I moved into the Sport section after science, another subject dear to my heart. Football biographies bore me, they are all the same, and the people are generally unexceptional apart from their ability to kick a ball. However I picked up Minecraft: The Unlikely Tale of Markus 'Notch' Persson and the Game that Changed Everything by Daniel Goldberg. I wasn't expecting anything great from this book but it was one of the best I have read on the Library Challenge. I am a software developer myself and used to write games as a teenager and wanted to be games developer until my early 20s. Sadly I never made it, and long ago abandoned doing so.
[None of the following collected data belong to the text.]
//! Benchmark workloads for Tandem arenas.
//!
//! Provides frame profiles shared by the criterion benches:
//!
//! - [`reference_profile`]: 64 scratch allocations of 16..=1024 bytes in 1MB
//! - [`stress_profile`]: 1024 scratch allocations of 8..=4096 bytes in 16MB
//! - [`allocation_sizes`]: deterministic size sequence via seed
//! - [`run_frame`]: one scoped frame of top-side scratch pushes

#![forbid(unsafe_code)]
#![deny(rustdoc::broken_intra_doc_links)]

use rand_chacha::rand_core::{RngCore, SeedableRng};
use rand_chacha::ChaCha8Rng;
use tandem_arena::{mib, Arena, ArenaError};

/// Shape of one simulated frame.
#[derive(Clone, Copy, Debug, PartialEq, Eq)]
pub struct FrameProfile {
    /// Scratch pushes per frame.
    pub scratch_allocs: usize,
    /// Smallest push, in bytes.
    pub min_len: usize,
    /// Largest push, in bytes (inclusive).
    pub max_len: usize,
    /// Backing buffer size; fits a whole frame at `max_len` per push.
    pub capacity: usize,
}

/// A light frame: a few dozen small-to-medium scratch buffers.
pub fn reference_profile() -> FrameProfile {
    FrameProfile {
        scratch_allocs: 64,
        min_len: 16,
        max_len: 1024,
        capacity: mib(1),
    }
}

/// A heavy frame: a thousand scratch buffers up to a page each.
pub fn stress_profile() -> FrameProfile {
    FrameProfile {
        scratch_allocs: 1024,
        min_len: 8,
        max_len: 4096,
        capacity: mib(16),
    }
}

/// Generate the push sizes for one frame of `profile`.
///
/// The same seed always yields the same sequence.
pub fn allocation_sizes(profile: &FrameProfile, seed: u64) -> Vec<usize> {
    let mut rng = ChaCha8Rng::seed_from_u64(seed);
    let span = (profile.max_len - profile.min_len + 1) as u64;
    (0..profile.scratch_allocs)
        .map(|_| profile.min_len + (rng.next_u64() % span) as usize)
        .collect()
}

/// Push every size on the top side inside a scope and return the bytes
/// pushed. The arena is back to its prior state afterwards.
pub fn run_frame(arena: &mut Arena<'_>, sizes: &[usize]) -> Result<usize, ArenaError> {
    arena.with_scope(|frame| {
        sizes
            .iter()
            .try_fold(0, |total, &len| {
                Ok::<_, ArenaError>(total + frame.push_top(len)?.len())
            })
    })
}

#[cfg(test)]
mod tests {
    use super::*;
    use tandem_arena::{ArenaConfig, HeapBuffer};

    #[test]
    fn allocation_sizes_stay_in_range() {
        let profile = reference_profile();
        let sizes = allocation_sizes(&profile, 42);
        assert_eq!(sizes.len(), 64);
        for &len in &sizes {
            assert!((16..=1024).contains(&len), "size {len} out of range");
        }
    }

    #[test]
    fn allocation_sizes_deterministic() {
        let profile = stress_profile();
        assert_eq!(allocation_sizes(&profile, 7), allocation_sizes(&profile, 7));
        assert_ne!(allocation_sizes(&profile, 7), allocation_sizes(&profile, 8));
    }

    #[test]
    fn profiles_fit_a_worst_case_frame() {
        for profile in [reference_profile(), stress_profile()] {
            assert!(profile.scratch_allocs * profile.max_len <= profile.capacity);
        }
    }

    #[test]
    fn run_frame_leaves_arena_empty() {
        let profile = reference_profile();
        let sizes = allocation_sizes(&profile, 1);
        let mut buffer = HeapBuffer::new(ArenaConfig::new(profile.capacity)).unwrap();
        let mut arena = buffer.arena();
        let pushed = run_frame(&mut arena, &sizes).unwrap();
        assert_eq!(pushed, sizes.iter().sum::<usize>());
        assert_eq!(arena.commit_size(), 0);
        assert_eq!(arena.stats().top_high_water, pushed);
    }
}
However I could relate immensely to this book. Persson was just a geeky developer who struck gold, it could in another universe be me. Rating 9/10.




Tuesday, April 24, 2018

Books 88 and 89: Science

Books 88 and 89 saw me on home territory in the science section. This would normally be one of the first bookcases I'd head for in the library and contains dozens of books I have already read. The first science book I read was The Planet Factory: Exoplanets and the Search for a Second Earth. This is a subject dear to my heart and one of the most important things going on in science at the moment with massive long-term consequences for out species. The Planet Factory was a good book, I felt the author was dying to explain things with Maths, but the rules of the popular science format forbid it. Consequently it was a little hard to truly follow for the simple reason that the real language of the subject is excluded. Rating 7/10.




Book 89, the final science book was a big disappointment. Virolution by Frank Ryan was supposedly a book on a par with The Selfish Gene, according to the cover. It was difficult to read, repetitive and rambling and I think I didn't grasp the central point of the whole book. Rating 3/10.